Task to carry out:
Every line below that mentions the word "camelCase" should be copied out.

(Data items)
###

//! Visual target collaborators
//!
//! The engine never touches pixels. It asks a [`TargetResolver`] to put effect
//! tags on named targets and take them off again. [`EffectBoard`] is the
//! in-memory resolver shared between the core and a rendering surface.

use std::collections::{BTreeMap, BTreeSet};
use std::sync::atomic::{AtomicBool, Ordering};
use std::sync::Arc;

use parking_lot::Mutex;

/// Applies and removes effect tags on visual targets
///
/// Unknown targets are not an error: implementations ignore them. Adding a
/// tag that is already present is a no-op.
pub trait TargetResolver: Send {
    /// Put `tag` on every element matching `target`
    fn add_tag(&mut self, target: &str, tag: &str);

    /// Take `tag` off every element matching `target`
    fn remove_tag(&mut self, target: &str, tag: &str);
}

/// Shared map of target -> active effect tags
///
/// Cloning is cheap; all clones see the same board. Only targets passed to
/// [`EffectBoard::new`] exist, anything else resolves to nothing.
#[derive(Clone, Debug, Default)]
pub struct EffectBoard {
    inner: Arc<Mutex<BTreeMap<String, BTreeSet<String>>>>,
}

impl EffectBoard {
    /// Create a board exposing the given targets
    pub fn new<I, S>(targets: I) -> Self
    where
        I: IntoIterator<Item = S>,
        S: Into<String>,
    {
        let map = targets
            .into_iter()
            .map(|t| (t.into(), BTreeSet::new()))
            .collect();
        Self {
            inner: Arc::new(Mutex::new(map)),
        }
    }

    /// Board with every target of the RetroBot window
    #[must_use]
    pub fn window() -> Self {
        Self::new(super::targets::ALL)
    }

    /// Whether `target` currently carries `tag`
    #[must_use]
    pub fn has_tag(&self, target: &str, tag: &str) -> bool {
        self.inner
            .lock()
            .get(target)
            .is_some_and(|tags| tags.contains(tag))
    }

    /// Tags currently on `target`, sorted
    #[must_use]
    pub fn tags(&self, target: &str) -> Vec<String> {
        self.inner
            .lock()
            .get(target)
            .map(|tags| tags.iter().cloned().collect())
            .unwrap_or_default()
    }

    /// Copy of the whole board
    #[must_use]
    pub fn snapshot(&self) -> BTreeMap<String, BTreeSet<String>> {
        self.inner.lock().clone()
    }

    /// Whether no target carries any tag
    #[must_use]
    pub fn is_clear(&self) -> bool {
        self.inner.lock().values().all(BTreeSet::is_empty)
    }
}

impl TargetResolver for EffectBoard {
    fn add_tag(&mut self, target: &str, tag: &str) {
        if let Some(tags) = self.inner.lock().get_mut(target) {
            tags.insert(tag.to_string());
        }
    }

    fn remove_tag(&mut self, target: &str, tag: &str) {
        if let Some(tags) = self.inner.lock().get_mut(target) {
            tags.remove(tag);
        }
    }
}

/// Shell visibility, readable by the idle loop
#[derive(Clone, Debug, Default)]
pub struct VisibilityFlag(Arc<AtomicBool>);

impl VisibilityFlag {
    /// Create a flag with an initial value
    #[must_use]
    pub fn new(visible: bool) -> Self {
        Self(Arc::new(AtomicBool::new(visible)))
    }

    /// Whether the shell is on screen
    #[must_use]
    pub fn is_visible(&self) -> bool {
        self.0.load(Ordering::Relaxed)
    }

    /// Update visibility
    pub fn set(&self, visible: bool) {
        self.0.store(visible, Ordering::Relaxed);
    }
}

#[cfg(test)]
mod tests {
    use super::*;

    #[test]
    fn test_unknown_target_is_ignored() {
        let mut board = EffectBoard::new(["sprite"]);
        board.add_tag(".missing", "speaking");
        assert!(board.tags(".missing").is_empty());
        assert!(board.is_clear());
    }

    #[test]
    fn test_add_is_idempotent() {
        let mut board = EffectBoard::new(["sprite"]);
        board.add_tag("sprite", "speaking");
        board.add_tag("sprite", "speaking");
        assert_eq!(board.tags("sprite"), vec!["speaking".to_string()]);

        board.remove_tag("sprite", "speaking");
        assert!(!board.has_tag("sprite", "speaking"));
    }

    #[test]
    fn test_clones_share_state() {
        let mut writer = EffectBoard::window();
        let reader = writer.clone();
        writer.add_tag("window", "celebrating");
        assert!(reader.has_tag("window", "celebrating"));
    }

    #[test]
    fn test_visibility_flag_shared() {
        let flag = VisibilityFlag::new(false);
        let other = flag.clone();
        other.set(true);
        assert!(flag.is_visible());
    }
}
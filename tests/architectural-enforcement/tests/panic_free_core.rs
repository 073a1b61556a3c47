//! Integration Test: Panic-Free Core
//!
//! **Policy**: core production code propagates errors. `unwrap()` and
//! `expect()` belong in tests only. The core stays free of terminal crates.

use std::fs;

use architectural_enforcement::{find_violations, workspace_root};

#[test]
fn test_no_unwrap_in_core() {
    let violations = find_violations("engine/core/src", &[".unwrap()", ".expect("]);

    if !violations.is_empty() {
        for violation in &violations {
            eprintln!("  ❌ {violation}");
        }
        panic!(
            "\nFound {} unwrap/expect call(s) in core production code.\nReturn a Result instead.",
            violations.len()
        );
    }
}

#[test]
fn test_core_has_no_terminal_dependencies() {
    let manifest = fs::read_to_string(workspace_root().join("engine/core/Cargo.toml"))
        .unwrap_or_default();
    assert!(!manifest.is_empty(), "core manifest should be readable");

    for forbidden in ["ratatui", "crossterm"] {
        assert!(
            !manifest.contains(forbidden),
            "retrobot-core must not depend on {forbidden}"
        );
    }
}
//! Music player
//!
//! Nothing is actually decoded or played. The player tracks selection,
//! play state and volume; the shell schedules a simulated track end and
//! advances to the next track when it fires.

use chrono::NaiveDateTime;
use rand::seq::SliceRandom;
use rand::Rng;
use serde::{Deserialize, Serialize};

use super::{export_failed, invalid_import, ToolError, EXPORT_VERSION};
use crate::mood::Mood;

/// Storage key for volume, selection and playlist
pub const SETTINGS_KEY: &str = "retrobot-music-settings";

/// Volume for a fresh install
pub const DEFAULT_VOLUME: u8 = 50;

/// Speech when play is pressed with nothing selected
pub const NO_TRACK_LINE: &str =
    "Select a track first! I can't play silence... well, I could, but that's boring! 😅";
/// Speech on pause
pub const PAUSED_LINE: &str = "Paused! The beat stops for no one... except you! ⏸️";
/// Speech after shuffling
pub const SHUFFLED_LINE: &str = "Playlist shuffled! Time for some musical surprises! 🎲🎵";

/// A playlist entry
#[derive(Clone, Debug, PartialEq, Eq, Serialize, Deserialize)]
pub struct Track {
    /// Stable identifier
    pub id: String,
    /// Title
    pub title: String,
    /// Artist
    pub artist: String,
    /// Display length, "m:ss"
    pub duration: String,
}

impl Track {
    fn new(id: &str, title: &str, artist: &str, duration: &str) -> Self {
        Self {
            id: id.to_string(),
            title: title.to_string(),
            artist: artist.to_string(),
            duration: duration.to_string(),
        }
    }
}

/// The four tracks every player starts with
#[must_use]
pub fn builtin_playlist() -> Vec<Track> {
    vec![
        Track::new("retro1", "Neon Dreams", "Synthwave Studios", "3:24"),
        Track::new("retro2", "Pixel Paradise", "Chiptune Masters", "2:47"),
        Track::new("retro3", "Synthwave Sunset", "Retro Vibes", "4:12"),
        Track::new("retro4", "8-bit Adventure", "Game Audio Co.", "3:55"),
    ]
}

/// Name written into playlist exports
pub const EXPORT_NAME: &str = "RetroBot Playlist";

#[derive(Serialize)]
#[serde(rename_all = "camelCase")]
struct PlaylistExport<'a> {
    version: &'static str,
    name: &'static str,
    export_date: NaiveDateTime,
    tracks: &'a [Track],
}

#[derive(Deserialize)]
struct PlaylistImport {
    tracks: Vec<Track>,
}

/// Persisted part of the player
#[derive(Clone, Debug, PartialEq, Eq, Serialize, Deserialize)]
#[serde(rename_all = "camelCase", default)]
pub struct MusicSettings {
    /// 0..=100
    pub volume: u8,
    /// Selected track
    pub current_track_id: Option<String>,
    /// Playlist, including user additions and shuffle order
    pub playlist: Vec<Track>,
}

impl Default for MusicSettings {
    fn default() -> Self {
        Self {
            volume: DEFAULT_VOLUME,
            current_track_id: None,
            playlist: builtin_playlist(),
        }
    }
}

/// Outcome of pressing play
#[derive(Clone, Copy, Debug, PartialEq, Eq)]
pub enum PlayState {
    /// Now playing
    Playing,
    /// Now paused
    Paused,
}

/// Player state
#[derive(Clone, Debug, PartialEq, Eq)]
pub struct MusicPlayer {
    playlist: Vec<Track>,
    current: Option<usize>,
    playing: bool,
    volume: u8,
}

impl Default for MusicPlayer {
    fn default() -> Self {
        Self::from_settings(MusicSettings::default())
    }
}

impl MusicPlayer {
    /// Player over the built-in playlist
    #[must_use]
    pub fn new() -> Self {
        Self::default()
    }

    /// Player restored from saved settings
    ///
    /// An empty saved playlist falls back to the built-in one.
    #[must_use]
    pub fn from_settings(settings: MusicSettings) -> Self {
        let playlist = if settings.playlist.is_empty() {
            builtin_playlist()
        } else {
            settings.playlist
        };
        let current = settings
            .current_track_id
            .and_then(|id| playlist.iter().position(|t| t.id == id));
        Self {
            playlist,
            current,
            playing: false,
            volume: settings.volume.min(100),
        }
    }

    /// What to persist
    #[must_use]
    pub fn settings(&self) -> MusicSettings {
        MusicSettings {
            volume: self.volume,
            current_track_id: self.current_track().map(|t| t.id.clone()),
            playlist: self.playlist.clone(),
        }
    }

    /// Tracks in play order
    #[must_use]
    pub fn playlist(&self) -> &[Track] {
        &self.playlist
    }

    /// Selected track
    #[must_use]
    pub fn current_track(&self) -> Option<&Track> {
        self.current.and_then(|i| self.playlist.get(i))
    }

    /// Playing right now?
    #[must_use]
    pub fn is_playing(&self) -> bool {
        self.playing
    }

    /// Volume, 0..=100
    #[must_use]
    pub fn volume(&self) -> u8 {
        self.volume
    }

    /// Select a track by id
    ///
    /// # Errors
    ///
    /// [`ToolError::NotFound`] if no track has that id.
    pub fn select(&mut self, id: &str) -> Result<&Track, ToolError> {
        let index = self
            .playlist
            .iter()
            .position(|t| t.id == id)
            .ok_or_else(|| ToolError::NotFound(format!("track {id}")))?;
        self.current = Some(index);
        Ok(&self.playlist[index])
    }

    /// Clear the selection and stop
    pub fn deselect(&mut self) {
        self.current = None;
        self.playing = false;
    }

    /// Play if paused, pause if playing
    ///
    /// # Errors
    ///
    /// [`ToolError::NoTrackSelected`] with nothing selected.
    pub fn toggle_play(&mut self) -> Result<PlayState, ToolError> {
        if self.current_track().is_none() {
            return Err(ToolError::NoTrackSelected);
        }
        self.playing = !self.playing;
        Ok(if self.playing {
            PlayState::Playing
        } else {
            PlayState::Paused
        })
    }

    /// Stop without deselecting
    pub fn pause(&mut self) {
        self.playing = false;
    }

    /// Advance, wrapping to the first track
    pub fn next(&mut self) -> Option<&Track> {
        if self.playlist.is_empty() {
            return None;
        }
        let index = self.current.map_or(0, |i| (i + 1) % self.playlist.len());
        self.current = Some(index);
        self.playlist.get(index)
    }

    /// Go back, wrapping to the last track
    pub fn prev(&mut self) -> Option<&Track> {
        let len = self.playlist.len();
        if len == 0 {
            return None;
        }
        let index = match self.current {
            Some(i) if i > 0 => i - 1,
            _ => len - 1,
        };
        self.current = Some(index);
        self.playlist.get(index)
    }

    /// Set the volume, clamped to 100
    pub fn set_volume(&mut self, volume: u8) {
        self.volume = volume.min(100);
    }

    /// Speaker glyph for the current volume
    #[must_use]
    pub fn volume_icon(&self) -> &'static str {
        match self.volume {
            0 => "🔇",
            1..=33 => "🔈",
            34..=66 => "🔉",
            _ => "🔊",
        }
    }

    /// Shuffle the playlist, keeping the selected track selected
    pub fn shuffle<R: Rng + ?Sized>(&mut self, rng: &mut R) {
        let selected = self.current_track().map(|t| t.id.clone());
        self.playlist.shuffle(rng);
        self.current = selected.and_then(|id| self.playlist.iter().position(|t| t.id == id));
    }

    /// Append a track with a caller-chosen unique suffix for its id
    pub fn add_track(&mut self, title: &str, artist: &str, suffix: u64) -> &Track {
        let title = if title.trim().is_empty() { "Unknown Track" } else { title.trim() };
        let artist = if artist.trim().is_empty() { "Unknown Artist" } else { artist.trim() };
        self.playlist
            .push(Track::new(&format!("custom_{suffix}"), title, artist, "0:00"));
        let last = self.playlist.len() - 1;
        &self.playlist[last]
    }

    /// Remove a track by id
    ///
    /// # Errors
    ///
    /// [`ToolError::NotFound`] if no track has that id.
    pub fn remove_track(&mut self, id: &str) -> Result<Track, ToolError> {
        let index = self
            .playlist
            .iter()
            .position(|t| t.id == id)
            .ok_or_else(|| ToolError::NotFound(format!("track {id}")))?;
        let removed = self.playlist.remove(index);
        self.current = match self.current {
            _ if self.playlist.is_empty() => None,
            Some(i) if i == index => {
                self.playing = false;
                Some(i.min(self.playlist.len() - 1))
            }
            Some(i) if i > index => Some(i - 1),
            other => other,
        };
        Ok(removed)
    }

    /// The playlist as pretty JSON
    ///
    /// # Errors
    ///
    /// [`ToolError::ExportFailed`] if serialization fails.
    pub fn export(&self, now: NaiveDateTime) -> Result<String, ToolError> {
        serde_json::to_string_pretty(&PlaylistExport {
            version: EXPORT_VERSION,
            name: EXPORT_NAME,
            export_date: now,
            tracks: &self.playlist,
        })
        .map_err(export_failed)
    }

    /// Append the tracks of an exported playlist
    ///
    /// Tracks whose id is already in the playlist are skipped. Returns how
    /// many were added.
    ///
    /// # Errors
    ///
    /// [`ToolError::InvalidImport`] if `data` is not JSON, has no `tracks`
    /// array, or a track lacks a field or has a blank id or title. Nothing
    /// is added then.
    pub fn import(&mut self, data: &str) -> Result<usize, ToolError> {
        let import: PlaylistImport = serde_json::from_str(data).map_err(invalid_import)?;
        if import
            .tracks
            .iter()
            .any(|t| t.id.trim().is_empty() || t.title.trim().is_empty())
        {
            return Err(ToolError::InvalidImport("track without id or title".into()));
        }

        let before = self.playlist.len();
        for track in import.tracks {
            if !self.playlist.iter().any(|t| t.id == track.id) {
                self.playlist.push(track);
            }
        }
        Ok(self.playlist.len() - before)
    }

    /// Pick a title suiting `mood` and select it if it is in the playlist
    pub fn recommend<R: Rng + ?Sized>(&mut self, mood: Mood, rng: &mut R) -> &'static str {
        let picks: &[&'static str] = match mood {
            Mood::Happy => &["Neon Dreams", "Pixel Paradise"],
            Mood::Annoyed => &["8-bit Adventure"],
            Mood::Sleepy => &["Synthwave Sunset"],
        };
        let title = picks[rng.gen_range(0..picks.len())];
        if let Some(index) = self.playlist.iter().position(|t| t.title == title) {
            self.current = Some(index);
        }
        title
    }
}

/// Speech after selecting a track
#[must_use]
pub fn selected_line(track: &Track) -> String {
    format!("Selected \"{}\" by {}! Let's rock! 🎸", track.title, track.artist)
}

/// Speech when playback starts
#[must_use]
pub fn playing_line(track: &Track) -> String {
    format!("🎵 Now playing: \"{}\"! Turn up the volume! 🔊", track.title)
}

/// Speech after skipping forward
#[must_use]
pub fn next_line(track: &Track) -> String {
    format!("⏭️ Next track: \"{}\"! The beat goes on! 🎵", track.title)
}

/// Speech after skipping back
#[must_use]
pub fn prev_line(track: &Track) -> String {
    format!("⏮️ Previous track: \"{}\"! Going retro! 📼", track.title)
}

/// Speech when a simulated track runs out
#[must_use]
pub fn finished_line(track: &Track) -> String {
    format!("🎵 \"{}\" finished! That was a banger! 🎤", track.title)
}

/// Speech for a recommendation
#[must_use]
pub fn recommend_line(mood: Mood, title: &str) -> String {
    format!("Feeling {mood}? Try \"{title}\"! Perfect vibes! 🎵✨")
}

/// Speech after adding a track
#[must_use]
pub fn added_line(track: &Track) -> String {
    format!("Added \"{}\" to playlist! Collection growing! 📀", track.title)
}

/// Speech after removing a track
#[must_use]
pub fn removed_line(track: &Track) -> String {
    format!("Removed \"{}\" from playlist! 🗑️", track.title)
}

/// Speech after a successful import
#[must_use]
pub fn imported_line(count: usize) -> String {
    format!("Imported playlist with {count} tracks! Music library expanded! 🎵📚")
}

/// Speech for a rejected import
pub const IMPORT_FAILED_LINE: &str = "Import failed! That doesn't look like a valid playlist! 😵";

/// Occasional volume readout
#[must_use]
pub fn volume_line(player: &MusicPlayer) -> String {
    format!("{} Volume: {}%", player.volume_icon(), player.volume())
}
//! Integration Test: Simulated Time
//!
//! **Policy**: the core runs on its own clock. It MUST NOT sleep and MUST
//! NOT read the wall clock; surfaces pass time in through `advance_to`.
//!
//! **Exceptions**: frame rate limiting in the TUI event loop.

use architectural_enforcement::{find_violations, production_lines, rust_files};

const WALL_CLOCK: &[&str] = &[
    "Instant::now",
    "SystemTime::now",
    "Local::now",
    "Utc::now",
];

const SLEEP: &[&str] = &["::sleep(", ".sleep("];

#[test]
fn test_no_sleep_in_core() {
    let violations = find_violations("engine/core/src", SLEEP);
    report("Sleep calls found in the core", &violations);
}

#[test]
fn test_no_wall_clock_in_core() {
    let violations = find_violations("engine/core/src", WALL_CLOCK);
    report("Wall-clock reads found in the core", &violations);
}

/// The TUI may only sleep to limit frame rate or wait for the next tick
#[test]
fn test_tui_sleeps_only_in_frame_loop() {
    let mut violations = Vec::new();
    for path in rust_files("tui/src") {
        let Ok(content) = std::fs::read_to_string(&path) else {
            continue;
        };
        let lines = production_lines(&content);
        for (i, (line_number, code)) in lines.iter().enumerate() {
            if !SLEEP.iter().any(|p| code.contains(p)) {
                continue;
            }
            if path.ends_with("tui/src/app.rs") && is_frame_limiting_context(&lines, i) {
                continue;
            }
            violations.push(format!("{}:{} - {}", path.display(), line_number, code.trim()));
        }
    }
    report("Sleep outside the TUI frame loop", &violations);
}

fn is_frame_limiting_context(lines: &[(usize, String)], current: usize) -> bool {
    let range = current.saturating_sub(25)..(current + 3).min(lines.len());
    lines[range].iter().any(|(_, code)| {
        let code = code.to_lowercase();
        code.contains("frame") || code.contains("select!")
    })
}

fn report(title: &str, violations: &[String]) {
    if violations.is_empty() {
        return;
    }
    eprintln!("\n❌ {title}\n");
    for violation in violations {
        eprintln!("  ❌ {violation}");
    }
    eprintln!("\n✅ Use the shell clock: advance_to / advance_by and scheduled timers");
    panic!("\nFound {} violation(s).", violations.len());
}
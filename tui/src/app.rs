//! Application State and Main Loop
//!
//! Owns the [`Shell`] and drives it from the terminal: key presses become
//! [`ShellEvent`]s, real elapsed time becomes shell time, and every
//! [`StampedMessage`] is folded into [`DisplayState`] before the next frame.
//!
//! Two sources feed the renderer. Messages say *what* to show (speech,
//! notifications, mood, theme). The [`EffectBoard`] says which animation tags
//! are applied right now (`speaking`, `error-shake`, `powering-on`).

use std::io::Write;
use std::path::PathBuf;
use std::sync::Arc;
use std::time::{Duration, Instant};

use chrono::{Datelike, NaiveDateTime};
use crossterm::event::{Event, EventStream, KeyEvent, KeyEventKind};
use futures::{Stream, StreamExt};
use rand::Rng;
use ratatui::backend::Backend;
use ratatui::layout::{Constraint, Layout, Rect};
use ratatui::style::{Color, Modifier, Style};
use ratatui::text::{Line, Span};
use ratatui::widgets::{Block, Paragraph};
use ratatui::{DefaultTerminal, Frame, Terminal};
use tokio::sync::mpsc;
use unicode_width::{UnicodeWidthChar, UnicodeWidthStr};

use retrobot_core::animation::{targets, SpecialEffect};
use retrobot_core::mood::MoodEffect;
use retrobot_core::{
    CalendarCommand, Collaborators, EffectBoard, MusicCommand, RetroBotConfig, Shell, ShellEvent,
    ShellMessage, StampedMessage, Storage, Theme, TodoCommand, Tool,
};

use crate::avatar::{self, Pose};
use crate::bell::Bell;
use crate::display::{DisplayRole, DisplayState};
use crate::keys::{key_code, map_key, submit_event, KeyAction};
use crate::theme::{self, Palette};

/// Width of the avatar column
const SIDE_WIDTH: u16 = 24;

/// Height of the input box, borders included
const INPUT_HEIGHT: u16 = 3;

/// Glyphs for the matrix rain
const MATRIX_GLYPHS: &[char] = &['0', '1', '$', '#', '%', '&', '*', '+', '=', '?'];

/// Main application state
pub struct App {
    /// The headless core
    shell: Shell,
    /// Messages from the shell
    rx: mpsc::UnboundedReceiver<StampedMessage>,
    /// What is on screen
    display: DisplayState,
    /// Animation tags, shared with the shell
    board: EffectBoard,
    /// Pending sound requests, shared with the shell
    bell: Bell,
    /// Text being typed
    input_buffer: String,
    /// Where tab exports are written and imports read
    transfer_dir: PathBuf,
    /// Shell time zero
    started: Instant,
    /// Frames rendered, drives alternating poses
    tick: u64,
    /// Keep looping?
    running: bool,
}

###

Task output:
#[serde(rename_all = "camelCase")]
#[serde(rename_all = "camelCase", default)]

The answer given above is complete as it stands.